Dual-functional Bi₂(Se₀0.8 S₀.₂)₃@C composite for high-performance supercapacitors and visible-light photocatalytic MB degradation
摘要
The development of stable, high-density electrode materials for use in advanced electrochemical energy storage systems is of utmost importance. This study presents a simple one-step chemical precipitation approach for the fabrication of Bi₂(Se₀.8S₀.₂)₃@C, a sulfur-modified bismuth selenide solid solution coupled with amorphous carbon. The presence of crystalline bismuth selenosulfide was verified through structural investigation.
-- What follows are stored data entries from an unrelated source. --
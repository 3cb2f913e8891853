#![allow(unused)]

use etc2::Rgb8;
use rand::SeedableRng;
use sha2::{Digest, Sha256};

pub fn create_rng() -> impl rand::Rng {
    rand_chacha::ChaChaRng::seed_from_u64(123456789)
}

pub fn hash_hex(data: &[u8]) -> String {
    let mut hasher = Sha256::new();
    hasher.update(data);
    let result = hasher.finalize();
    let bytes: [u8; 32] = result.into();

    let mut hex = String::new();
    for byte in bytes.iter() {
        hex.push_str(&format!("{byte:02x}"));
    }
    hex
}

/// Serializes blocks the way they are stored: big-endian, one after another.
pub fn to_stream(blocks: &[u64]) -> Vec<u8> {
    blocks.iter().flat_map(|b| b.to_be_bytes()).collect()
}

/// A tiny, fully specified PRNG (SplitMix64), so snapshot hashes don't
/// depend on the implementation details of `rand`.
pub struct SplitMix64(u64);
impl SplitMix64 {
    pub fn new(seed: u64) -> Self {
        Self(seed)
    }
    pub fn next_u64(&mut self) -> u64 {
        self.0 = self.0.wrapping_add(0x9E37_79B9_7F4A_7C15);
        let mut z = self.0;
        z = (z ^ (z >> 30)).wrapping_mul(0xBF58_476D_1CE4_E5B9);
        z = (z ^ (z >> 27)).wrapping_mul(0x94D0_49BB_1331_11EB);
        z ^ (z >> 31)
    }
    pub fn blocks(&mut self, count: usize) -> Vec<u64> {
        (0..count).map(|_| self.next_u64()).collect()
    }
}

/// A block together with its expected pixels, listed row by row.
pub struct Golden {
    pub block: u64,
    pub rows: [[Rgb8; 4]; 4],
}

pub const INDIVIDUAL: Golden = Golden {
    block: 0xA35C_0F6C_5A3C_0FF0,
    rows: [
        [[183, 98, 13], [128, 43, 0], [93, 246, 255], [38, 191, 242]],
        [[183, 98, 13], [128, 43, 0], [9, 162, 213], [64, 217, 255]],
        [[157, 72, 0], [212, 127, 42], [93, 246, 255], [38, 191, 242]],
        [[157, 72, 0], [212, 127, 42], [9, 162, 213], [64, 217, 255]],
    ],
};

pub const DIFFERENTIAL: Golden = Golden {
    block: 0x9146_2BAB_936C_5A1E,
    rows: [
        [[172, 90, 65], [228, 146, 121], [124, 42, 17], [68, 0, 0]],
        [[228, 146, 121], [124, 42, 17], [68, 0, 0], [172, 90, 65]],
        [[127, 20, 37], [147, 40, 57], [165, 58, 75], [185, 78, 95]],
        [[127, 20, 37], [165, 58, 75], [185, 78, 95], [147, 40, 57]],
    ],
};

pub const T_MODE: Golden = Golden {
    block: 0x1C72_E49B_1B4E_C873,
    rows: [
        [[255, 100, 185], [255, 100, 185], [238, 68, 153], [238, 68, 153]],
        [[206, 36, 121], [255, 100, 185], [238, 68, 153], [204, 119, 34]],
        [[238, 68, 153], [206, 36, 121], [204, 119, 34], [255, 100, 185]],
        [[238, 68, 153], [204, 119, 34], [206, 36, 121], [255, 100, 185]],
    ],
};

pub const H_MODE: Golden = Golden {
    block: 0x4BFA_9E36_C3A5_5A0F,
    rows: [
        [[19, 172, 70], [185, 151, 253], [83, 236, 134], [121, 87, 189]],
        [[121, 87, 189], [83, 236, 134], [19, 172, 70], [185, 151, 253]],
        [[19, 172, 70], [185, 151, 253], [185, 151, 253], [19, 172, 70]],
        [[121, 87, 189], [83, 236, 134], [121, 87, 189], [83, 236, 134]],
    ],
};

pub const PLANAR: Golden = Golden {
    block: 0x592C_FAB7_8F3A_61D4,
    rows: [
        [[136, 126, 118], [118, 118, 129], [101, 111, 139], [84, 103, 149]],
        [[110, 86, 109], [93, 79, 120], [76, 71, 130], [59, 64, 140]],
        [[85, 46, 100], [68, 39, 111], [51, 31, 121], [33, 24, 131]],
        [[60, 7, 91], [43, 0, 102], [25, 0, 112], [8, 0, 122]],
    ],
};
//! An internal module for casting between pixel arrays and bytes.
//!
//! This serves as a wrapper around `bytemuck` to provide panic safety. All
//! functions in this module are guaranteed to be safe and **NEVER** panic.

use crate::Rgb8;

pub(crate) trait NonZeroSized {}
impl NonZeroSized for u8 {}
impl<T: NonZeroSized> NonZeroSized for [T; 3] {}

pub(crate) trait Castable: bytemuck::Pod + NonZeroSized {}
impl<T: bytemuck::Pod + NonZeroSized> Castable for T {}

/// Casts a slice of `T` to a slice of `u8`.
pub(crate) fn as_bytes<T: Castable>(buffer: &[T]) -> &[u8] {
    bytemuck::cast_slice(buffer)
}

/// Reinterprets tightly packed RGB bytes as pixels.
///
/// Returns `None` if the length is not a multiple of 3.
pub(crate) fn as_rgb(bytes: &[u8]) -> Option<&[Rgb8]> {
    bytemuck::try_cast_slice(bytes).ok()
}

#[cfg(test)]
mod test {
    use super::*;

    #[test]
    fn pixels_to_bytes_and_back() {
        let pixels: [Rgb8; 2] = [[1, 2, 3], [4, 5, 6]];
        let bytes = as_bytes(&pixels);
        assert_eq!(bytes, &[1, 2, 3, 4, 5, 6]);
        assert_eq!(as_rgb(bytes), Some(&pixels[..]));
        assert_eq!(as_rgb(&bytes[..5]), None);
    }
}
use crate::DecodeError;

/// The number of 4-pixel blocks needed to cover `pixels` pixels.
pub(crate) const fn blocks_for(pixels: u32) -> u32 {
    // written this way so u32::MAX doesn't overflow
    pixels / 4 + (pixels % 4 != 0) as u32
}

/// Integer square root, rounded down.
pub(crate) fn isqrt(n: u64) -> u64 {
    // the float estimate is off by at most a few for large inputs
    let mut root = (n as f64).sqrt() as u64;
    while root.checked_mul(root).map_or(true, |sq| sq > n) {
        root -= 1;
    }
    while (root + 1).checked_mul(root + 1).map_or(false, |sq| sq <= n) {
        root += 1;
    }
    root
}

/// Allocates a vector of `len` copies of `value` without aborting on
/// allocation failure.
pub(crate) fn try_vec<T: Clone>(len: usize, value: T) -> Result<Vec<T>, DecodeError> {
    let mut vec = Vec::new();
    if vec.try_reserve_exact(len).is_err() {
        return Err(DecodeError::AllocationFailure {
            bytes: (len as u64).saturating_mul(std::mem::size_of::<T>() as u64),
        });
    }
    vec.resize(len, value);
    Ok(vec)
}
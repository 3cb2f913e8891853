//! Mode detection and field extraction.
//!
//! ETC2 hides its three extra modes inside invalid ETC1 differential blocks:
//! if adding a channel's 3-bit delta to its 5-bit base leaves the 5-bit
//! range, the block is not differential. The first channel (in R, G, B order)
//! that overflows decides between T, H, and planar mode.

use crate::color::{add_signed_3_to_5, pack_rgb, rgb444, rgb555, rgb676, Rgb8};
use crate::DecodeError;

use super::block::Block;

/// The encoding mode of a single block.
#[derive(Debug, Clone, Copy, PartialEq, Eq, Hash)]
pub enum Mode {
    /// ETC1 mode with two independent 4:4:4 base colors.
    Individual,
    /// ETC1 mode with a 5:5:5 base color and a 3-bit signed delta.
    Differential,
    /// ETC2 mode with one base color and a second color spread by a distance.
    T,
    /// ETC2 mode with two base colors, each spread by a distance.
    H,
    /// ETC2 mode that interpolates between three colors.
    Planar,
}

impl Mode {
    pub const ALL: [Mode; 5] = [
        Mode::Individual,
        Mode::Differential,
        Mode::T,
        Mode::H,
        Mode::Planar,
    ];

    /// Determines the mode of the given block.
    ///
    /// ```
    /// use etc2::Mode;
    /// let block = [0xA3, 0x5C, 0x0F, 0x6C, 0x5A, 0x3C, 0x0F, 0xF0];
    /// assert_eq!(Mode::detect(block).unwrap(), Mode::Individual);
    /// ```
    pub fn detect(block: [u8; 8]) -> Result<Self, DecodeError> {
        dispatch(Block::from_bytes(block)).map(|fields| fields.mode())
    }

    /// Whether this mode is part of the original ETC1 format.
    pub const fn is_etc1(&self) -> bool {
        matches!(self, Mode::Individual | Mode::Differential)
    }
}

/// Two sub-blocks, each with its own base color and codeword table.
#[derive(Debug, Clone, Copy, PartialEq, Eq)]
pub(crate) struct SubBlocks {
    pub base: [Rgb8; 2],
    /// A 3-bit codeword table selector per sub-block.
    pub tables: [u8; 2],
    /// `false`: left/right halves, `true`: top/bottom halves.
    pub flip: bool,
}

/// The fields of T and H blocks.
#[derive(Debug, Clone, Copy, PartialEq, Eq)]
pub(crate) struct Paint {
    pub base: [Rgb8; 2],
    /// A 3-bit distance table selector.
    pub distance: u8,
}

/// The three colors of a planar block.
#[derive(Debug, Clone, Copy, PartialEq, Eq)]
pub(crate) struct Gradient {
    pub origin: Rgb8,
    pub horizontal: Rgb8,
    pub vertical: Rgb8,
}

/// The extracted fields of a block, tagged by mode.
#[derive(Debug, Clone, Copy, PartialEq, Eq)]
pub(crate) enum BlockFields {
    Individual(SubBlocks),
    Differential(SubBlocks),
    T(Paint),
    H(Paint),
    Planar(Gradient),
}

impl BlockFields {
    pub fn mode(&self) -> Mode {
        match self {
            BlockFields::Individual(_) => Mode::Individual,
            BlockFields::Differential(_) => Mode::Differential,
            BlockFields::T(_) => Mode::T,
            BlockFields::H(_) => Mode::H,
            BlockFields::Planar(_) => Mode::Planar,
        }
    }
}

/// Bit positions of the 5-bit base and the 3-bit delta of each channel in a
/// differential block.
const DIFF_CHANNELS: [(u8, u8); 3] = [(59, 56), (51, 48), (43, 40)];

/// Whether `base5 + delta3` leaves the 5-bit range.
#[inline]
pub(crate) fn would_overflow_5bit(base5: u8, delta3: u8) -> bool {
    add_signed_3_to_5(delta3, base5) & 0b1110_0000 != 0
}

pub(crate) fn dispatch(block: Block) -> Result<BlockFields, DecodeError> {
    if !block.diff_bit() {
        return Ok(BlockFields::Individual(individual(block)));
    }

    let channels = DIFF_CHANNELS.map(|(base, delta)| (block.bits(base, 5), block.bits(delta, 3)));

    // the first overflowing channel commits the mode
    let overflow = channels
        .iter()
        .position(|&(base5, delta3)| would_overflow_5bit(base5, delta3));

    match overflow {
        None => Ok(BlockFields::Differential(differential(block, channels))),
        Some(0) => Ok(BlockFields::T(t_mode(block))),
        Some(1) => Ok(BlockFields::H(h_mode(block))),
        Some(2) => Ok(BlockFields::Planar(planar(block))),
        Some(_) => Err(DecodeError::UnrecognizedMode { block: block.raw() }),
    }
}

fn table_selectors(block: Block) -> [u8; 2] {
    [block.bits(37, 3), block.bits(34, 3)]
}

fn individual(block: Block) -> SubBlocks {
    let base0 = [block.bits(60, 4), block.bits(52, 4), block.bits(44, 4)];
    let base1 = [block.bits(56, 4), block.bits(48, 4), block.bits(40, 4)];

    SubBlocks {
        base: [rgb444(base0), rgb444(base1)],
        tables: table_selectors(block),
        flip: block.flip_bit(),
    }
}

fn differential(block: Block, channels: [(u8, u8); 3]) -> SubBlocks {
    let base0 = channels.map(|(base5, _)| base5);
    // no channel overflowed, so every sum is a valid 5-bit value
    let base1 = channels.map(|(base5, delta3)| add_signed_3_to_5(delta3, base5));

    SubBlocks {
        base: [rgb555(base0), rgb555(base1)],
        tables: table_selectors(block),
        flip: block.flip_bit(),
    }
}

fn t_mode(block: Block) -> Paint {
    let r0 = block.bits(59, 2) << 2 | block.bits(56, 2);
    let base0 = [r0, block.bits(52, 4), block.bits(48, 4)];
    let base1 = [block.bits(44, 4), block.bits(40, 4), block.bits(36, 4)];

    Paint {
        base: [rgb444(base0), rgb444(base1)],
        distance: block.bits(34, 2) << 1 | block.bits(32, 1),
    }
}

fn h_mode(block: Block) -> Paint {
    let g0 = block.bits(56, 3) << 1 | block.bits(52, 1);
    let b0 = block.bits(51, 1) << 3 | block.bits(47, 3);
    let base0 = rgb444([block.bits(59, 4), g0, b0]);
    let base1 = rgb444([block.bits(43, 4), block.bits(39, 4), block.bits(35, 4)]);

    // The lowest selector bit is not stored. It is implied by the order of
    // the two base colors.
    let mut distance = block.bits(34, 1) << 2 | block.bits(32, 1) << 1;
    if pack_rgb(base0) >= pack_rgb(base1) {
        distance |= 1;
    }

    Paint {
        base: [base0, base1],
        distance,
    }
}

fn planar(block: Block) -> Gradient {
    let origin = [
        block.bits(57, 6),
        block.bits(56, 1) << 6 | block.bits(49, 6),
        block.bits(48, 1) << 5 | block.bits(43, 2) << 3 | block.bits(39, 3),
    ];
    let horizontal = [
        block.bits(34, 5) << 1 | block.bits(32, 1),
        block.bits(25, 7),
        block.bits(19, 6),
    ];
    let vertical = [block.bits(13, 6), block.bits(6, 7), block.bits(0, 6)];

    Gradient {
        origin: rgb676(origin),
        horizontal: rgb676(horizontal),
        vertical: rgb676(vertical),
    }
}

#[cfg(test)]
mod test {
    use super::*;
    use rand::{RngCore, SeedableRng};

    fn block(raw: u64) -> Block {
        Block::from_bytes(raw.to_be_bytes())
    }

    /// Mode detection written as plain integer arithmetic.
    fn expected_mode(raw: u64) -> Mode {
        if raw >> 33 & 1 == 0 {
            return Mode::Individual;
        }
        let out_of_range = |base_lsb: u32, delta_lsb: u32| {
            let base = (raw >> base_lsb & 0x1F) as i32;
            let delta = ((raw >> delta_lsb & 0x7) as i32 ^ 4) - 4;
            !(0..=31).contains(&(base + delta))
        };
        if out_of_range(59, 56) {
            Mode::T
        } else if out_of_range(51, 48) {
            Mode::H
        } else if out_of_range(43, 40) {
            Mode::Planar
        } else {
            Mode::Differential
        }
    }

    #[test]
    fn overflow_predicate_all_combinations() {
        let mut overflowing = 0;
        for base5 in 0..32_u8 {
            for delta3 in 0..8_u8 {
                let delta = if delta3 & 4 != 0 {
                    delta3 as i32 - 8
                } else {
                    delta3 as i32
                };
                let sum = base5 as i32 + delta;
                let expected = !(0..=31).contains(&sum);
                assert_eq!(
                    would_overflow_5bit(base5, delta3),
                    expected,
                    "base5={} delta3={}",
                    base5,
                    delta3
                );
                overflowing += expected as u32;
            }
        }
        // 1+2+3+4 underflows and 1+2+3 overflows
        assert_eq!(overflowing, 16);
    }

    #[test]
    fn dispatch_is_total_and_exclusive() {
        let mut rng = rand_chacha::ChaChaRng::seed_from_u64(123456789);
        let mut seen = [0_u32; 5];
        for _ in 0..100_000 {
            let raw = rng.next_u64();
            let fields = dispatch(block(raw)).expect("every block has a mode");
            let mode = fields.mode();
            assert_eq!(mode, expected_mode(raw), "block {:016x}", raw);
            seen[Mode::ALL.iter().position(|m| *m == mode).unwrap()] += 1;
        }
        for (mode, count) in Mode::ALL.iter().zip(seen) {
            assert!(count > 0, "{:?} never selected", mode);
        }
    }

    #[test]
    fn every_channel_combination() {
        // walk all base/delta pairs of one channel while the others stay in range
        for (channel, &(base_lsb, delta_lsb)) in DIFF_CHANNELS.iter().enumerate() {
            for base5 in 0..32_u64 {
                for delta3 in 0..8_u64 {
                    let mut raw = 1 << 33;
                    for (other, &(b, _)) in DIFF_CHANNELS.iter().enumerate() {
                        if other != channel {
                            raw |= 16 << b;
                        }
                    }
                    raw |= base5 << base_lsb | delta3 << delta_lsb;

                    let mode = dispatch(block(raw)).unwrap().mode();
                    assert_eq!(mode, expected_mode(raw), "block {:016x}", raw);
                }
            }
        }
    }

    #[test]
    fn individual_fields() {
        let fields = dispatch(block(0xA35C_0F6C_5A3C_0FF0)).unwrap();
        assert_eq!(
            fields,
            BlockFields::Individual(SubBlocks {
                base: [[0xAA, 0x55, 0x00], [0x33, 0xCC, 0xFF]],
                tables: [3, 3],
                flip: false,
            })
        );
    }

    #[test]
    fn differential_fields() {
        let fields = dispatch(block(0x9146_2BAB_936C_5A1E)).unwrap();
        assert_eq!(
            fields,
            BlockFields::Differential(SubBlocks {
                // 18/8/5 and 19/6/8 widened from 5 bits
                base: [[148, 66, 41], [156, 49, 66]],
                tables: [5, 2],
                flip: true,
            })
        );
    }

    #[test]
    fn t_fields() {
        let fields = dispatch(block(0x1C72_E49B_1B4E_C873)).unwrap();
        assert_eq!(
            fields,
            BlockFields::T(Paint {
                base: [[0xCC, 0x77, 0x22], [0xEE, 0x44, 0x99]],
                distance: 5,
            })
        );
    }

    #[test]
    fn h_fields() {
        let fields = dispatch(block(0x4BFA_9E36_C3A5_5A0F)).unwrap();
        assert_eq!(
            fields,
            BlockFields::H(Paint {
                base: [[0x99, 0x77, 0xDD], [0x33, 0xCC, 0x66]],
                distance: 0b101,
            })
        );
    }

    #[test]
    fn h_selector_follows_base_color_order() {
        // swapping the two base colors flips the implied selector bit
        let raw = 0x4BFA_9E36_C3A5_5A0F_u64;
        let BlockFields::H(paint) = dispatch(block(raw)).unwrap() else {
            panic!("expected H mode");
        };
        assert!(pack_rgb(paint.base[0]) >= pack_rgb(paint.base[1]));
        assert_eq!(paint.distance & 1, 1);

        // base0 = 0x1/0x7/0xD, base1 = 0x3/0xC/0x6: base0 is now smaller
        let lower_red = raw & !(0xF << 59) | 0x1 << 59;
        let BlockFields::H(paint) = dispatch(block(lower_red)).unwrap() else {
            panic!("expected H mode");
        };
        assert!(pack_rgb(paint.base[0]) < pack_rgb(paint.base[1]));
        assert_eq!(paint.distance, 0b100);
    }

    #[test]
    fn planar_fields() {
        let fields = dispatch(block(0x592C_FAB7_8F3A_61D4)).unwrap();
        assert_eq!(
            fields,
            BlockFields::Planar(Gradient {
                origin: rgb676([0b101100, 0b1010110, 0b011101]),
                horizontal: rgb676([0b011011, 0b1000111, 0b100111]),
                vertical: rgb676([0b010011, 0b0000111, 0b010100]),
            })
        );
    }

    #[test]
    fn detect() {
        assert_eq!(
            Mode::detect(0xA35C_0F6C_5A3C_0FF0_u64.to_be_bytes()).unwrap(),
            Mode::Individual
        );
        assert_eq!(
            Mode::detect(0x9146_2BAB_936C_5A1E_u64.to_be_bytes()).unwrap(),
            Mode::Differential
        );
        assert_eq!(
            Mode::detect(0x1C72_E49B_1B4E_C873_u64.to_be_bytes()).unwrap(),
            Mode::T
        );
        assert_eq!(
            Mode::detect(0x4BFA_9E36_C3A5_5A0F_u64.to_be_bytes()).unwrap(),
            Mode::H
        );
        assert_eq!(
            Mode::detect(0x592C_FAB7_8F3A_61D4_u64.to_be_bytes()).unwrap(),
            Mode::Planar
        );
        assert!(Mode::Individual.is_etc1());
        assert!(!Mode::Planar.is_etc1());
    }
}
//! Bit-level access to a single compressed block.

/// One 8-byte ETC1/ETC2 block.
///
/// The bytes are interpreted as a big-endian 64-bit word, so bit 63 is the
/// most significant bit of the first byte and bit 0 the least significant bit
/// of the last byte. All bit positions in this crate use that numbering.
#[derive(Debug, Clone, Copy, PartialEq, Eq, Hash)]
pub(crate) struct Block(u64);

impl Block {
    pub const BYTES: usize = 8;

    pub fn from_bytes(bytes: [u8; Self::BYTES]) -> Self {
        Self(u64::from_be_bytes(bytes))
    }

    pub fn raw(self) -> u64 {
        self.0
    }

    #[inline(always)]
    pub fn bit(self, n: u8) -> bool {
        debug_assert!(n < 64);
        (self.0 >> n) & 1 != 0
    }

    /// Returns `count` bits starting at bit `lsb`.
    #[inline(always)]
    pub fn bits(self, lsb: u8, count: u8) -> u8 {
        debug_assert!(0 < count && count <= 8);
        debug_assert!(lsb + count <= 64);
        let mask = (1_u16 << count).wrapping_sub(1) as u8;
        (self.0 >> lsb) as u8 & mask
    }

    /// Selects between individual (`false`) and differential-family (`true`)
    /// encodings.
    #[inline]
    pub fn diff_bit(self) -> bool {
        self.bit(33)
    }

    #[inline]
    pub fn flip_bit(self) -> bool {
        self.bit(32)
    }

    /// The 2-bit index of the pixel at block-local position `i`.
    ///
    /// The low bit comes from the bit plane in bits 0-15, the high bit from
    /// the plane in bits 16-31.
    #[inline(always)]
    pub fn pixel_index(self, i: usize) -> usize {
        debug_assert!(i < 16);
        let low = (self.0 >> i) & 1;
        let high = (self.0 >> (i + 16)) & 1;
        (high << 1 | low) as usize
    }
}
Morphological analysis revealed a network of nanosheets embedded within a carbon matrix, facilitating enhanced charge transfer and providing abundant electroactive sites. Electrochemical testing in a 3 M KOH electrolyte showed that the Bi₂(Se₀.₈S₀.₂)₃@C electrode achieved a specific capacitance of 950 F g⁻¹ at 1 A g⁻¹ and exhibited excellent cycling stability, retaining 98% of its capacitance after 5000 cycles with nearly 100% efficiency. An asymmetric supercapacitor device, using activated carbon as the negative electrode and Bi₂(Se₀.8S₀.₂)₃@C as the positive electrode, delivered a maximum energy density of 65 Wh kg⁻¹ at 877 W kg⁻¹ and 35 Wh kg⁻¹ at 3117 W kg⁻¹. Furthermore, after just 20 s of charging, two ASC coin cells connected in series were able to power multiple LEDs for approximately 10 min, demonstrating excellent power delivery and rapid energy storage capability. These results indicate that asymmetric supercapacitors based on sulfur-modified bismuth selenide–carbon composite electrodes can be highly effective. In addition, Bi₂(Se₀0.8 S₀.₂)₃@C shows enhanced photocatalytic performance with ~ 92% MB degradation, higher rate constant (0.0761 min⁻¹), and excellent stability over five cycles due to improved charge separation.